### Directions
Since each line must match the original, copy out the records with no differences at all.

Stored data entries
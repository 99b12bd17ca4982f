//! Plain-text PPM ("P3") encoding.
//!
//! The output consists of a 3-line header (`P3`, `<width> <height>`, and the maximum channel value)
//! followed by one line per canvas row, holding the red, green and blue channel of every pixel in
//! that row as decimal integers separated by single spaces. Lines longer than [`MAX_LINE_WIDTH`]
//! characters are wrapped between two numbers. The output always ends with a newline.

use std::{convert::Infallible, fmt::Write as _, io};

use crate::Canvas;

/// The maximum channel value written to the PPM header. Channels are scaled to `0..=255`.
pub const MAX_CHANNEL_VALUE: u8 = 255;

/// No line of PPM output is longer than this many characters.
pub const MAX_LINE_WIDTH: usize = 70;

const MAGIC: &str = "P3";

impl Canvas {
    /// Encodes this canvas as a plain-text PPM image.
    ///
    /// # Examples
    ///
    /// ```
    /// # use raytracer_image::*;
    /// let canvas = Canvas::new(5, 3);
    /// let ppm = canvas.to_ppm();
    /// assert!(ppm.starts_with("P3\n5 3\n255\n"));
    /// assert!(ppm.ends_with("0 0 0 0 0 0 0 0 0 0 0 0 0 0 0\n"));
    /// ```
    pub fn to_ppm(&self) -> String {
        // Up to 3 digits and a separator for each channel.
        let mut out = String::with_capacity(32 + self.width() as usize * self.height() as usize * 12);
        let res: Result<(), Infallible> = self.encode_ppm(|chunk| {
            out.push_str(chunk);
            Ok(())
        });
        match res {
            Ok(()) => out,
            Err(never) => match never {},
        }
    }

    /// Writes this canvas as a plain-text PPM image to `writer`.
    ///
    /// The output is identical to [`Canvas::to_ppm`], but is written row by row without building
    /// the whole image in memory.
    pub fn write_ppm<W: io::Write>(&self, mut writer: W) -> io::Result<()> {
        self.encode_ppm(|chunk| writer.write_all(chunk.as_bytes()))?;
        writer.flush()
    }

    fn encode_ppm<E>(&self, mut sink: impl FnMut(&str) -> Result<(), E>) -> Result<(), E> {
        log::debug!(
            "encoding {}x{} canvas as PPM",
            self.width(),
            self.height()
        );

        sink(&format!(
            "{MAGIC}\n{} {}\n{MAX_CHANNEL_VALUE}\n",
            self.width(),
            self.height()
        ))?;

        let mut wrapper = LineWrapper::new(MAX_LINE_WIDTH);
        for row in self.rows() {
            wrapper.start_row();
            for channel in row.iter().flat_map(|color| color.to_rgb8()) {
                wrapper.push(channel);
            }
            sink(wrapper.finish_row())?;
        }
        Ok(())
    }
}

/// Greedily wraps the numbers of one image row into lines of at most `max_width` characters.
///
/// The decision is made per number: if a number (with its leading space) does not fit on the
/// current line anymore, the line is ended without trailing whitespace and the number starts the
/// next line.
struct LineWrapper {
    max_width: usize,
    buf: String,
    /// Byte offset in `buf` where the current line starts.
    line_start: usize,
    /// Scratch buffer holding the decimal text of the number being pushed.
    token: String,
}

impl LineWrapper {
    fn new(max_width: usize) -> Self {
        Self {
            max_width,
            buf: String::new(),
            line_start: 0,
            token: String::with_capacity(3),
        }
    }

    fn start_row(&mut self) {
        self.buf.clear();
        self.line_start = 0;
    }

    fn push(&mut self, value: u8) {
        self.token.clear();
        // Formatting into a `String` never fails.
        let _ = write!(self.token, "{value}");

        let line_len = self.buf.len() - self.line_start;
        if line_len > 0 {
            if line_len + 1 + self.token.len() > self.max_width {
                self.buf.push('\n');
                self.line_start = self.buf.len();
            } else {
                self.buf.push(' ');
            }
        }
        self.buf.push_str(&self.token);
    }

    /// Terminates the row and returns its text, including the final newline.
    fn finish_row(&mut self) -> &str {
        self.buf.push('\n');
        &self.buf
    }
}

### Response
repository 99b12bd17ca4982f
//! Plain-text PPM ("P3") encoding.
//!
//! The output consists of a 3-line header (`P3`, `<width> <height>`, and the maximum channel value)
//! followed by one line per canvas row, holding the red, green and blue channel of every pixel in
//! that row as decimal integers separated by single spaces. Lines longer than [`MAX_LINE_WIDTH`]
//! characters are wrapped between two numbers. The output always ends with a newline.

use std::{convert::Infallible, fmt::Write as _, io};

use crate::Canvas;

/// The maximum channel value written to the PPM header. Channels are scaled to `0..=255`.
pub const MAX_CHANNEL_VALUE: u8 = 255;

/// No line of PPM output is longer than this many characters.
pub const MAX_LINE_WIDTH: usize = 70;

const MAGIC: &str = "P3";

impl Canvas {
    /// Encodes this canvas as a plain-text PPM image.
    ///
    /// # Examples
    ///
    /// ```
    /// # use raytracer_image::*;
    /// let canvas = Canvas::new(5, 3);
    /// let ppm = canvas.to_ppm();
    /// assert!(ppm.starts_with("P3\n5 3\n255\n"));
    /// assert!(ppm.ends_with("0 0 0 0 0 0 0 0 0 0 0 0 0 0 0\n"));
    /// ```
    pub fn to_ppm(&self) -> String {
        // Up to 3 digits and a separator for each channel.
        let mut out = String::with_capacity(32 + self.width() as usize * self.height() as usize * 12);
        let res: Result<(), Infallible> = self.encode_ppm(|chunk| {
            out.push_str(chunk);
            Ok(())
        });
        match res {
            Ok(()) => out,
            Err(never) => match never {},
        }
    }

    /// Writes this canvas as a plain-text PPM image to `writer`.
    ///
    /// The output is identical to [`Canvas::to_ppm`], but is written row by row without building
    /// the whole image in memory.
    pub fn write_ppm<W: io::Write>(&self, mut writer: W) -> io::Result<()> {
        self.encode_ppm(|chunk| writer.write_all(chunk.as_bytes()))?;
        writer.flush()
    }

    fn encode_ppm<E>(&self, mut sink: impl FnMut(&str) -> Result<(), E>) -> Result<(), E> {
        log::debug!(
            "encoding {}x{} canvas as PPM",
            self.width(),
            self.height()
        );

        sink(&format!(
            "{MAGIC}\n{} {}\n{MAX_CHANNEL_VALUE}\n",
            self.width(),
            self.height()
        ))?;

        let mut wrapper = LineWrapper::new(MAX_LINE_WIDTH);
        for row in self.rows() {
            wrapper.start_row();
            for channel in row.iter().flat_map(|color| color.to_rgb8()) {
                wrapper.push(channel);
            }
            sink(wrapper.finish_row())?;
        }
        Ok(())
    }
}

/// Greedily wraps the numbers of one image row into lines of at most `max_width` characters.
///
/// The decision is made per number: if a number (with its leading space) does not fit on the
/// current line anymore, the line is ended without trailing whitespace and the number starts the
/// next line.
struct LineWrapper {
    max_width: usize,
    buf: String,
    /// Byte offset in `buf` where the current line starts.
    line_start: usize,
    /// Scratch buffer holding the decimal text of the number being pushed.
    token: String,
}

impl LineWrapper {
    fn new(max_width: usize) -> Self {
        Self {
            max_width,
            buf: String::new(),
            line_start: 0,
            token: String::with_capacity(3),
        }
    }

    fn start_row(&mut self) {
        self.buf.clear();
        self.line_start = 0;
    }

    fn push(&mut self, value: u8) {
        self.token.clear();
        // Formatting into a `String` never fails.
        let _ = write!(self.token, "{value}");

        let line_len = self.buf.len() - self.line_start;
        if line_len > 0 {
            if line_len + 1 + self.token.len() > self.max_width {
                self.buf.push('\n');
                self.line_start = self.buf.len();
            } else {
                self.buf.push(' ');
            }
        }
        self.buf.push_str(&self.token);
    }

    /// Terminates the row and returns its text, including the final newline.
    fn finish_row(&mut self) -> &str {
        self.buf.push('\n');
        &self.buf
    }
}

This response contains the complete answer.